**DIRECTIONS**
Repeat every line of the data verbatim.

**DATA FOR THE TASK**
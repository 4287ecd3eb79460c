//! Shared SQLite handle for the job queue and the document record store.
//!
//! One connection behind a `parking_lot::Mutex` serialises access from tasks
//! in this process; SQLite's own write lock (taken eagerly by `IMMEDIATE`
//! transactions) serialises separate processes pointed at the same file.
//! Every call runs on the blocking pool so the async workers never stall on
//! disk I/O.

use chrono::{DateTime, Utc};
use parking_lot::Mutex;
use rusqlite::Connection;
use std::path::Path;
use std::sync::Arc;
use std::time::Duration;

use crate::error::StoreError;

/// How long a writer waits on another process's lock before giving up.
const BUSY_TIMEOUT: Duration = Duration::from_secs(5);

/// Cloneable handle to the pipeline database.
#[derive(Clone)]
pub struct Database {
    conn: Arc<Mutex<Connection>>,
}

impl std::fmt::Debug for Database {
    fn fmt(&self, f: &mut std::fmt::Formatter<'_>) -> std::fmt::Result {
        f.debug_struct("Database").finish_non_exhaustive()
    }
}

impl Database {
    /// Create or open the database at the given path.
    pub fn open<P: AsRef<Path>>(path: P) -> Result<Self, StoreError> {
        let path = path.as_ref();
        if let Some(parent) = path.parent().filter(|p| !p.as_os_str().is_empty()) {
            std::fs::create_dir_all(parent).map_err(|e| {
                StoreError::Unavailable(format!("cannot create {}: {e}", parent.display()))
            })?;
        }
        let conn = Connection::open(path).map_err(|e| {
            StoreError::Unavailable(format!("failed to open database {}: {e}", path.display()))
        })?;
        Self::init(conn)
    }

    /// Create an in-memory database (tests, one-shot runs).
    pub fn in_memory() -> Result<Self, StoreError> {
        let conn = Connection::open_in_memory()
            .map_err(|e| StoreError::Unavailable(format!("failed to open in-memory database: {e}")))?;
        Self::init(conn)
    }

    fn init(conn: Connection) -> Result<Self, StoreError> {
        conn.busy_timeout(BUSY_TIMEOUT)?;
        let db = Self {
            conn: Arc::new(Mutex::new(conn)),
        };
        db.migrate()?;
        Ok(db)
    }

    fn migrate(&self) -> Result<(), StoreError> {
        let conn = self.conn.lock();

        conn.execute_batch(
            r#"
            PRAGMA journal_mode=WAL;
            PRAGMA synchronous=NORMAL;
            PRAGMA temp_store=MEMORY;
            "#,
        )?;

        conn.execute_batch(
            r#"
            CREATE TABLE IF NOT EXISTS jobs (
                id TEXT PRIMARY KEY,
                document_id TEXT NOT NULL,
                source_url TEXT NOT NULL,
                attempt INTEGER NOT NULL DEFAULT 0,
                lease_owner TEXT,
                lease_expiry_ms INTEGER,
                state TEXT NOT NULL,
                available_at_ms INTEGER NOT NULL,
                last_error TEXT,
                created_at_ms INTEGER NOT NULL,
                updated_at_ms INTEGER NOT NULL
            );

            CREATE INDEX IF NOT EXISTS idx_jobs_state_available ON jobs(state, available_at_ms);
            CREATE INDEX IF NOT EXISTS idx_jobs_state_lease ON jobs(state, lease_expiry_ms);
            CREATE INDEX IF NOT EXISTS idx_jobs_document_id ON jobs(document_id);

            CREATE TABLE IF NOT EXISTS documents (
                document_id TEXT PRIMARY KEY,
                progress INTEGER NOT NULL DEFAULT 0,
                complete INTEGER NOT NULL DEFAULT 0,
                error TEXT,
                page_count INTEGER,
                artifact_url TEXT,
                updated_at_ms INTEGER NOT NULL
            );
            "#,
        )?;

        Ok(())
    }

    /// Run `f` against the connection on the blocking thread pool.
    pub async fn call<T, F>(&self, f: F) -> Result<T, StoreError>
    where
        F: FnOnce(&mut Connection) -> Result<T, StoreError> + Send + 'static,
        T: Send + 'static,
    {
        let conn = Arc::clone(&self.conn);
        tokio::task::spawn_blocking(move || {
            let mut guard = conn.lock();
            f(&mut guard)
        })
        .await
        .map_err(|e| StoreError::Unavailable(format!("database task failed: {e}")))?
    }
}

// ── Time columns ─────────────────────────────────────────────────────────
// Timestamps are stored as Unix milliseconds so comparisons stay in SQL.

pub(crate) fn to_ms(t: DateTime<Utc>) -> i64 {
    t.timestamp_millis()
}

pub(crate) fn from_ms(ms: i64) -> Result<DateTime<Utc>, StoreError> {
    DateTime::from_timestamp_millis(ms)
        .ok_or_else(|| StoreError::Unavailable(format!("timestamp out of range: {ms}")))
}

#[cfg(test)]
mod tests {
    use super::*;

    #[tokio::test]
    async fn migrations_are_idempotent() {
        let db = Database::in_memory().unwrap();
        db.migrate().unwrap();
        let tables: i64 = db
            .call(|conn| {
                Ok(conn.query_row(
                    "SELECT COUNT(*) FROM sqlite_master WHERE type='table' AND name IN ('jobs','documents')",
                    [],
                    |row| row.get(0),
                )?)
            })
            .await
            .unwrap();
        assert_eq!(tables, 2);
    }

    #[tokio::test]
    async fn file_database_creates_parent_dirs() {
        let dir = tempfile::tempdir().unwrap();
        let path = dir.path().join("nested").join("pipeline.db");
        Database::open(&path).unwrap();
        assert!(path.exists());
    }

    #[test]
    fn millis_round_trip() {
        let now = DateTime::from_timestamp_millis(1_700_000_000_123).unwrap();
        assert_eq!(from_ms(to_ms(now)).unwrap(), now);
    }
}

**REPLY TO THE EXERCISE**
repository 4287ecd3eb79460c
//! Shared SQLite handle for the job queue and the document record store.
//!
//! One connection behind a `parking_lot::Mutex` serialises access from tasks
//! in this process; SQLite's own write lock (taken eagerly by `IMMEDIATE`
//! transactions) serialises separate processes pointed at the same file.
//! Every call runs on the blocking pool so the async workers never stall on
//! disk I/O.

use chrono::{DateTime, Utc};
use parking_lot::Mutex;
use rusqlite::Connection;
use std::path::Path;
use std::sync::Arc;
use std::time::Duration;

use crate::error::StoreError;

/// How long a writer waits on another process's lock before giving up.
const BUSY_TIMEOUT: Duration = Duration::from_secs(5);

/// Cloneable handle to the pipeline database.
#[derive(Clone)]
pub struct Database {
    conn: Arc<Mutex<Connection>>,
}

impl std::fmt::Debug for Database {
    fn fmt(&self, f: &mut std::fmt::Formatter<'_>) -> std::fmt::Result {
        f.debug_struct("Database").finish_non_exhaustive()
    }
}

impl Database {
    /// Create or open the database at the given path.
    pub fn open<P: AsRef<Path>>(path: P) -> Result<Self, StoreError> {
        let path = path.as_ref();
        if let Some(parent) = path.parent().filter(|p| !p.as_os_str().is_empty()) {
            std::fs::create_dir_all(parent).map_err(|e| {
                StoreError::Unavailable(format!("cannot create {}: {e}", parent.display()))
            })?;
        }
        let conn = Connection::open(path).map_err(|e| {
            StoreError::Unavailable(format!("failed to open database {}: {e}", path.display()))
        })?;
        Self::init(conn)
    }

    /// Create an in-memory database (tests, one-shot runs).
    pub fn in_memory() -> Result<Self, StoreError> {
        let conn = Connection::open_in_memory()
            .map_err(|e| StoreError::Unavailable(format!("failed to open in-memory database: {e}")))?;
        Self::init(conn)
    }

    fn init(conn: Connection) -> Result<Self, StoreError> {
        conn.busy_timeout(BUSY_TIMEOUT)?;
        let db = Self {
            conn: Arc::new(Mutex::new(conn)),
        };
        db.migrate()?;
        Ok(db)
    }

    fn migrate(&self) -> Result<(), StoreError> {
        let conn = self.conn.lock();

        conn.execute_batch(
            r#"
            PRAGMA journal_mode=WAL;
            PRAGMA synchronous=NORMAL;
            PRAGMA temp_store=MEMORY;
            "#,
        )?;

        conn.execute_batch(
            r#"
            CREATE TABLE IF NOT EXISTS jobs (
                id TEXT PRIMARY KEY,
                document_id TEXT NOT NULL,
                source_url TEXT NOT NULL,
                attempt INTEGER NOT NULL DEFAULT 0,
                lease_owner TEXT,
                lease_expiry_ms INTEGER,
                state TEXT NOT NULL,
                available_at_ms INTEGER NOT NULL,
                last_error TEXT,
                created_at_ms INTEGER NOT NULL,
                updated_at_ms INTEGER NOT NULL
            );

            CREATE INDEX IF NOT EXISTS idx_jobs_state_available ON jobs(state, available_at_ms);
            CREATE INDEX IF NOT EXISTS idx_jobs_state_lease ON jobs(state, lease_expiry_ms);
            CREATE INDEX IF NOT EXISTS idx_jobs_document_id ON jobs(document_id);

            CREATE TABLE IF NOT EXISTS documents (
                document_id TEXT PRIMARY KEY,
                progress INTEGER NOT NULL DEFAULT 0,
                complete INTEGER NOT NULL DEFAULT 0,
                error TEXT,
                page_count INTEGER,
                artifact_url TEXT,
                updated_at_ms INTEGER NOT NULL
            );
            "#,
        )?;

        Ok(())
    }

    /// Run `f` against the connection on the blocking thread pool.
    pub async fn call<T, F>(&self, f: F) -> Result<T, StoreError>
    where
        F: FnOnce(&mut Connection) -> Result<T, StoreError> + Send + 'static,
        T: Send + 'static,
    {
        let conn = Arc::clone(&self.conn);
        tokio::task::spawn_blocking(move || {
            let mut guard = conn.lock();
            f(&mut guard)
        })
        .await
        .map_err(|e| StoreError::Unavailable(format!("database task failed: {e}")))?
    }
}

// ── Time columns ─────────────────────────────────────────────────────────
// Timestamps are stored as Unix milliseconds so comparisons stay in SQL.

pub(crate) fn to_ms(t: DateTime<Utc>) -> i64 {
    t.timestamp_millis()
}

pub(crate) fn from_ms(ms: i64) -> Result<DateTime<Utc>, StoreError> {
    DateTime::from_timestamp_millis(ms)
        .ok_or_else(|| StoreError::Unavailable(format!("timestamp out of range: {ms}")))
}

#[cfg(test)]
mod tests {
    use super::*;

    #[tokio::test]
    async fn migrations_are_idempotent() {
        let db = Database::in_memory().unwrap();
        db.migrate().unwrap();
        let tables: i64 = db
            .call(|conn| {
                Ok(conn.query_row(
                    "SELECT COUNT(*) FROM sqlite_master WHERE type='table' AND name IN ('jobs','documents')",
                    [],
                    |row| row.get(0),
                )?)
            })
            .await
            .unwrap();
        assert_eq!(tables, 2);
    }

    #[tokio::test]
    async fn file_database_creates_parent_dirs() {
        let dir = tempfile::tempdir().unwrap();
        let path = dir.path().join("nested").join("pipeline.db");
        Database::open(&path).unwrap();
        assert!(path.exists());
    }

    #[test]
    fn millis_round_trip() {
        let now = DateTime::from_timestamp_millis(1_700_000_000_123).unwrap();
        assert_eq!(from_ms(to_ms(now)).unwrap(), now);
    }
}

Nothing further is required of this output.